WORK INSTRUCTIONS:
Keep only the lines of the data below that contain "DrawList", and copy them.

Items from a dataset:

impl DrawList {
    fn collect(scene: &Scene, camera_position: Vec3) -> Self {
        let mut list = DrawList::default();
        scene.visit_visible(|id, node, world| match &node.kind {
            NodeKind::Mesh {
                geometry,
                material,
                cast_shadow,
                receive_shadow,
            } => {
                let surface = scene.material(*material);
                let draw = MeshDraw {
                    geometry: *geometry,
                    material: *material,
                    model: world,
                    cast_shadow: *cast_shadow,
                    // Unlit shading models never sample shadow maps.
                    receive_shadow: *receive_shadow && surface.shading.is_lit(),
                };
                if surface.is_blended() {
                    list.blended.push(draw);
                } else {
                    list.opaque.push(draw);
                }
            }
            NodeKind::Points(_) => list.points.push((id, world)),
            NodeKind::AxesHelper { size } => helpers::axes_lines(world, *size, &mut list.lines),
            NodeKind::ShadowCameraHelper { light } if scene.is_visible(*light) => {
                if let NodeKind::Light(Light::Directional {
                    target,
                    shadow: Some(shadow),
                    ..
                }) = &scene.node(*light).kind
                {
                    let position = scene.world_position(*light);
                    let corners = shadow.frustum_corners(position, *target);
                    helpers::frustum_lines(position, &corners, &mut list.lines);
                }
            }
            NodeKind::Group | NodeKind::Light(_) | NodeKind::ShadowCameraHelper { .. } => {}
        });

        sort_back_to_front(&mut list.blended, camera_position);
        list
    }
}

fn sort_back_to_front(draws: &mut [MeshDraw], camera_position: Vec3) {
    draws.sort_by(|a, b| {
        let da = a.model.w_axis.truncate().distance_squared(camera_position);
        let db = b.model.w_axis.truncate().distance_squared(camera_position);
        db.total_cmp(&da)
    });
}

/// Vertex capacity for a line buffer that must hold `needed` vertices, given its current
/// `capacity`. Grows in powers of two and never shrinks.
fn line_capacity(capacity: usize, needed: usize) -> usize {
    if needed <= capacity {
        capacity
    } else {
        needed.next_power_of_two().max(64)
    }
}

/// Owns the GPU programs and per-frame state needed to draw scenes.
pub struct Renderer {
    gl: Arc<glow::Context>,
    mesh_program: ShaderProgram,
    depth_program: ShaderProgram,
    points_program: ShaderProgram,
    lines_program: ShaderProgram,
    /// Bound to every sampler without a texture.
    white: Texture,
    shadow_maps: [Option<Framebuffer>; MAX_DIRECTIONAL_LIGHTS],
    /// Helper lines streamed every frame, with the vertex count it was allocated for.
    line_mesh: Option<(Mesh, usize)>,
    viewport: (u32, u32),
    pub shadow_type: ShadowMapType,
    warned_light_overflow: bool,
}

EXERCISE RESPONSE:
impl DrawList {
        let mut list = DrawList::default();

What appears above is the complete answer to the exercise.